■ What the task requires ■
Look below for the line that contains "use super::*;", then copy it and each following line exactly, through and including the line that contains "https://a.com then make".
Recorded information below:
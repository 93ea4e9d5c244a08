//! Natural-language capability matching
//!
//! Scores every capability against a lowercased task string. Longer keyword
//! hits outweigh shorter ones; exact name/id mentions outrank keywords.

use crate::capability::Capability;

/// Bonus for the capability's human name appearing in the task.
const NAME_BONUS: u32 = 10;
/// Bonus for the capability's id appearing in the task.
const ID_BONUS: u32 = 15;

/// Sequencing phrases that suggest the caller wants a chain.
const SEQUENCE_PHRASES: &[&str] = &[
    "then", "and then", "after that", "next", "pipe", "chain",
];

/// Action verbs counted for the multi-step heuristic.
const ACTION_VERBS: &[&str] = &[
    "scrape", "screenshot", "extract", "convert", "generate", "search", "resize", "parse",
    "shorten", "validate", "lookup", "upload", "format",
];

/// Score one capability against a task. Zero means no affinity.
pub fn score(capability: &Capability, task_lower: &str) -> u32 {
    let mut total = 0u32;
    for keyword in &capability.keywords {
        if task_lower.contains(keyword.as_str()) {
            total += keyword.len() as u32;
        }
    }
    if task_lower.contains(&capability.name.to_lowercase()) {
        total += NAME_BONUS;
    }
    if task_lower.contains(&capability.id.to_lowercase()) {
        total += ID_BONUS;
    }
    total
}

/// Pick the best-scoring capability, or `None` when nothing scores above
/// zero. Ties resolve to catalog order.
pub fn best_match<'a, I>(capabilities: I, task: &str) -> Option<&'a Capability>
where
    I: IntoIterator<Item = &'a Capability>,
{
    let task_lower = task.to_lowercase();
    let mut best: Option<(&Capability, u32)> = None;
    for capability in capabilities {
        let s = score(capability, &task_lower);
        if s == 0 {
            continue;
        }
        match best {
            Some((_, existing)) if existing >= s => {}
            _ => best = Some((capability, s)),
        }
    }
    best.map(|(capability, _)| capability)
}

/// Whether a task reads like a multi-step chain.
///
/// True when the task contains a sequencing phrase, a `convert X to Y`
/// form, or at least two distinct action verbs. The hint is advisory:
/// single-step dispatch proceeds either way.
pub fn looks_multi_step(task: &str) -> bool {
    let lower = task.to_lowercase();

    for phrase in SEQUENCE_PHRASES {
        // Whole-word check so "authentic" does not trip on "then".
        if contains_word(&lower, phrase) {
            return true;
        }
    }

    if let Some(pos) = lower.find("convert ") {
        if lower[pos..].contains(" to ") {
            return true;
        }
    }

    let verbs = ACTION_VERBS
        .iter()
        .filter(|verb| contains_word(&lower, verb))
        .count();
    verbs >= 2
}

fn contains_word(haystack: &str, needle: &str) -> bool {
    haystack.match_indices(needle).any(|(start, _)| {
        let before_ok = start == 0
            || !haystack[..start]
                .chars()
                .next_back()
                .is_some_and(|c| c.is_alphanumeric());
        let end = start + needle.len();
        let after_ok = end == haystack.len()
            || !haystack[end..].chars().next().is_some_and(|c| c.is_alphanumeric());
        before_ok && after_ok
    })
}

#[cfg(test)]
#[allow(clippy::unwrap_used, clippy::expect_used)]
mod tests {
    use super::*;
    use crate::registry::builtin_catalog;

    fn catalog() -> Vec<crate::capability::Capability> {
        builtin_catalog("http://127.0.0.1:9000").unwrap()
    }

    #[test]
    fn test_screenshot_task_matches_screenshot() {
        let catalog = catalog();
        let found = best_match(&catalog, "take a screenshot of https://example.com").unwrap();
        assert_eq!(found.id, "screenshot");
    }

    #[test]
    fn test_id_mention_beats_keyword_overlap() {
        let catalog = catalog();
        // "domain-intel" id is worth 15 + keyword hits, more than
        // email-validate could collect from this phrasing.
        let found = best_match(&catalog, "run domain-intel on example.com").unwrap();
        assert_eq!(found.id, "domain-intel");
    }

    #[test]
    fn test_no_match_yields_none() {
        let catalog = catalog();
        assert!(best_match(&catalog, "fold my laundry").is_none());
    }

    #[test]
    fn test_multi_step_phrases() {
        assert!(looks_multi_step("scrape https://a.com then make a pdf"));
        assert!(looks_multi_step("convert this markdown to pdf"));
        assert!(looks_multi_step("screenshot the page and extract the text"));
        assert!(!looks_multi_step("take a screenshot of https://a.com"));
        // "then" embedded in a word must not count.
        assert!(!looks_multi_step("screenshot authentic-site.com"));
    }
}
End of Recorded information.
Recorded information below:
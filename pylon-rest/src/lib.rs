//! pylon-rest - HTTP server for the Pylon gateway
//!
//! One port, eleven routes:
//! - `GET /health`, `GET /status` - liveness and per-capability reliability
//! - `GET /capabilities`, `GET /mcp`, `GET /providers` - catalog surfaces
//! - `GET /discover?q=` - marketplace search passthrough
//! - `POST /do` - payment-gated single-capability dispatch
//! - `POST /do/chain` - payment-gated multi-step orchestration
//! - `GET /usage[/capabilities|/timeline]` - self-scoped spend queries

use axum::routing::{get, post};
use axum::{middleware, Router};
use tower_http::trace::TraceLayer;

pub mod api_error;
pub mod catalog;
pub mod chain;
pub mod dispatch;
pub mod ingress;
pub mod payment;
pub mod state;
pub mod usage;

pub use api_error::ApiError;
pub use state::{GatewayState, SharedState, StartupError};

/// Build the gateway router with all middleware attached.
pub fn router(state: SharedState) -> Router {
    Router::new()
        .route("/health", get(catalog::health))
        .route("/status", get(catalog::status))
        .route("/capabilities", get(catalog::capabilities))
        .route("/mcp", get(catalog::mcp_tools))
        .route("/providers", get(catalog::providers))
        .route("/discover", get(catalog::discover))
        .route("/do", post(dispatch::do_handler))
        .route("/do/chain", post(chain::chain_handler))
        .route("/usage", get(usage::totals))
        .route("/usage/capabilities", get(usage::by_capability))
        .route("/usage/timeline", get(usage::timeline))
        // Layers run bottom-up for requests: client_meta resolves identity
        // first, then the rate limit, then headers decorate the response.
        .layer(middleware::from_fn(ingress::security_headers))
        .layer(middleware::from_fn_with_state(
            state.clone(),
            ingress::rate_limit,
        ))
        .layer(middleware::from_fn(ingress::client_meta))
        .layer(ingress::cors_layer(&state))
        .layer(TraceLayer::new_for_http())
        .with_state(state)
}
End of Recorded information.
■ Exercise solution ■
    use super::*;
    use crate::registry::builtin_catalog;

    fn catalog() -> Vec<crate::capability::Capability> {
        builtin_catalog("http://127.0.0.1:9000").unwrap()
    }

    #[test]
    fn test_screenshot_task_matches_screenshot() {
        let catalog = catalog();
        let found = best_match(&catalog, "take a screenshot of https://example.com").unwrap();
        assert_eq!(found.id, "screenshot");
    }

    #[test]
    fn test_id_mention_beats_keyword_overlap() {
        let catalog = catalog();
        // "domain-intel" id is worth 15 + keyword hits, more than
        // email-validate could collect from this phrasing.
        let found = best_match(&catalog, "run domain-intel on example.com").unwrap();
        assert_eq!(found.id, "domain-intel");
    }

    #[test]
    fn test_no_match_yields_none() {
        let catalog = catalog();
        assert!(best_match(&catalog, "fold my laundry").is_none());
    }

    #[test]
    fn test_multi_step_phrases() {
        assert!(looks_multi_step("scrape https://a.com then make a pdf"));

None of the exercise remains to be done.